Last week, GAATW’s International Advocacy Officer and representatives from several GAATW member organisations participated in the seventh session of the Conference of the Parties (COP) to the United Nations Convention against Transnational Organized Crime (UNTOC) and the Protocols Thereto.
GAATW has been following the discussions on a possible review mechanism to the UNTOC and its Protocols since 2008 when states at the fourth session of the COP acknowledged that it was difficult to measure progress made in their implementation of these treaties without an effective monitoring mechanism. We view it as a necessary and overdue step towards accountability for anti-trafficking initiatives. However, at the sixth session of the COP in 2012, States were unable to agree terms for such a process. On 8 October 2014, GAATW delivered a statement to the plenary emphasising the importance of a review mechanism civil society participation in that process.

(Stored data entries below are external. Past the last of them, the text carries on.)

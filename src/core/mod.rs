//! Core data model: tree handles, symbols, diagnostics, sinks

pub mod ast;
pub mod cancel;
pub mod reporter;
pub mod symbols;
pub mod types;

pub use ast::{
    Annotation, AnnotationArg, BlockStmt, ExprStmt, IfStmt, LoopStmt, Method, ScopeStmt, Stmt,
    SyntaxTree, TypeDecl, TypeKind,
};
pub use cancel::CancelToken;
pub use reporter::Reporter;
pub use symbols::{AnnotationBinding, SymbolTable, TypeSymbol};
pub use types::{AnalysisResult, Diagnostic, Position, Severity, Span};
//! Immutable syntax tree handles
//!
//! The tree is produced by an external parser and is read-only for the
//! duration of an analysis pass. Rewrites never mutate a node in place:
//! they rebuild the spine above the target declaration and share every
//! unaffected subtree through `Arc`.

use std::sync::Arc;

use super::types::{Position, Span};

/// Declaration keyword
#[derive(Debug, Clone, Copy, PartialEq, Eq)]
pub enum TypeKind {
    Class,
    Struct,
}

impl TypeKind {
    pub fn keyword(&self) -> &'static str {
        match self {
            TypeKind::Class => "class",
            TypeKind::Struct => "struct",
        }
    }
}

/// Argument of an annotation as written in source
#[derive(Debug, Clone, PartialEq, Eq)]
pub enum AnnotationArg {
    /// String literal; stored unquoted
    Str(String),
    /// Any other expression, stored verbatim
    Expr(String),
}

/// Declarative metadata attached to a declaration
#[derive(Debug, Clone, PartialEq, Eq)]
pub struct Annotation {
    pub span: Span,
    pub class_name: String,
    pub arguments: Vec<AnnotationArg>,
}

/// A method member; the body is always a statement (normally a block)
#[derive(Debug, Clone, PartialEq, Eq)]
pub struct Method {
    pub span: Span,
    pub signature: String,
    pub body: Arc<Stmt>,
}

/// A type declaration with its attached annotations and members
#[derive(Debug, Clone, PartialEq, Eq)]
pub struct TypeDecl {
    pub span: Span,
    pub kind: TypeKind,
    pub name: String,
    pub annotations: Vec<Annotation>,
    pub bases: Vec<String>,
    pub methods: Vec<Method>,
}

/// Closed statement union; rules match exhaustively over the variants
#[derive(Debug, Clone, PartialEq, Eq)]
pub enum Stmt {
    If(IfStmt),
    While(LoopStmt),
    DoWhile(LoopStmt),
    For(LoopStmt),
    ForEach(LoopStmt),
    Using(ScopeStmt),
    Lock(ScopeStmt),
    Block(BlockStmt),
    Expr(ExprStmt),
}

/// Conditional; `else_branch` holding another `If` forms an else-if chain
#[derive(Debug, Clone, PartialEq, Eq)]
pub struct IfStmt {
    pub span: Span,
    pub condition: String,
    pub then_branch: Arc<Stmt>,
    pub else_branch: Option<Arc<Stmt>>,
}

/// while / do-while / for / foreach; `clause` is the text inside the parens
#[derive(Debug, Clone, PartialEq, Eq)]
pub struct LoopStmt {
    pub span: Span,
    pub clause: String,
    pub body: Arc<Stmt>,
}

/// using / lock resource scope
#[derive(Debug, Clone, PartialEq, Eq)]
pub struct ScopeStmt {
    pub span: Span,
    pub clause: String,
    pub body: Arc<Stmt>,
}

#[derive(Debug, Clone, PartialEq, Eq)]
pub struct BlockStmt {
    pub span: Span,
    pub statements: Vec<Arc<Stmt>>,
}

/// Any other statement, stored verbatim including the trailing semicolon
#[derive(Debug, Clone, PartialEq, Eq)]
pub struct ExprStmt {
    pub span: Span,
    pub text: String,
}

impl Stmt {
    pub fn span(&self) -> Span {
        match self {
            Stmt::If(s) => s.span,
            Stmt::While(s) | Stmt::DoWhile(s) | Stmt::For(s) | Stmt::ForEach(s) => s.span,
            Stmt::Using(s) | Stmt::Lock(s) => s.span,
            Stmt::Block(s) => s.span,
            Stmt::Expr(s) => s.span,
        }
    }

    pub fn is_block(&self) -> bool {
        matches!(self, Stmt::Block(_))
    }
}

/// One generation of a parsed source unit
#[derive(Debug, Clone, PartialEq, Eq)]
pub struct SyntaxTree {
    generation: u64,
    declarations: Vec<Arc<TypeDecl>>,
}

impl SyntaxTree {
    pub fn new(declarations: Vec<Arc<TypeDecl>>) -> Self {
        Self {
            generation: 0,
            declarations,
        }
    }

    pub fn generation(&self) -> u64 {
        self.generation
    }

    pub fn declarations(&self) -> &[Arc<TypeDecl>] {
        &self.declarations
    }

    /// Find the declaration whose span contains `position`.
    ///
    /// When spans overlap (a rewritten declaration can grow into the line
    /// where its next sibling starts), the declaration with the greatest
    /// start position wins, so a position at a sibling's own start always
    /// resolves to that sibling.
    pub fn find_declaration_at(&self, position: Position) -> Option<&Arc<TypeDecl>> {
        self.declarations
            .iter()
            .filter(|d| d.span.contains(position))
            .max_by_key(|d| d.span.start)
    }

    /// Single-node substitution producing the next tree generation.
    ///
    /// Sibling declarations are shared, not copied. Returns `None` when
    /// `target` is not a declaration of this generation.
    pub fn replace_declaration(
        &self,
        target: &TypeDecl,
        replacement: Arc<TypeDecl>,
    ) -> Option<SyntaxTree> {
        let index = self
            .declarations
            .iter()
            .position(|d| d.span == target.span && d.name == target.name)?;

        let mut declarations = Vec::with_capacity(self.declarations.len());
        for (i, decl) in self.declarations.iter().enumerate() {
            if i == index {
                declarations.push(Arc::clone(&replacement));
            } else {
                declarations.push(Arc::clone(decl));
            }
        }

        Some(SyntaxTree {
            generation: self.generation + 1,
            declarations,
        })
    }
}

Following two years without formal negotiations, this year’s COP saw a resolution looking to renew the work towards a review mechanism with a view to bringing it to the next session of the COP for adoption (in 2016). The resolution focused on extending the mandates of the working groups of the COP and mandating them to move forward on discussions on a review mechanism.
For most of the week we heard that States were locked in stalemate over the issue of civil society participation in the working groups and this remained in question after the session was due to have finished on Friday evening. Non-governmental organisations (NGOs) were requested to leave the room, and, at the time of writing, we have not seen the final text of the resolution that States were finally able to adopt late on Friday night. However we have learned from our contacts that there is a basis for NGO involvement in a prospective review mechanism included in the adopted resolution. This is a positive outcome though it is troubling that it is deemed by some States to be such a contentious issue.
By the time states return to the COP, at the eighth session in 2016, both the UNTOC and the Trafficking Protocol will have passed their 15-year anniversaries. It means that it will be nearly 16 years from their adoption that we get another chance to see if states can agree to do what the UNTOC mandated them to do in 2000 – to “agree upon mechanisms for […]: Reviewing periodically the implementation of this Convention” (Article 32.3(d)). Any process adopted needs to live up to the guiding principles identified for the review mechanism two years ago of being “transparent, efficient, non-intrusive, inclusive and impartial”. Anything less than this will not provide accountability in anti-trafficking work and will fail people who are trafficked.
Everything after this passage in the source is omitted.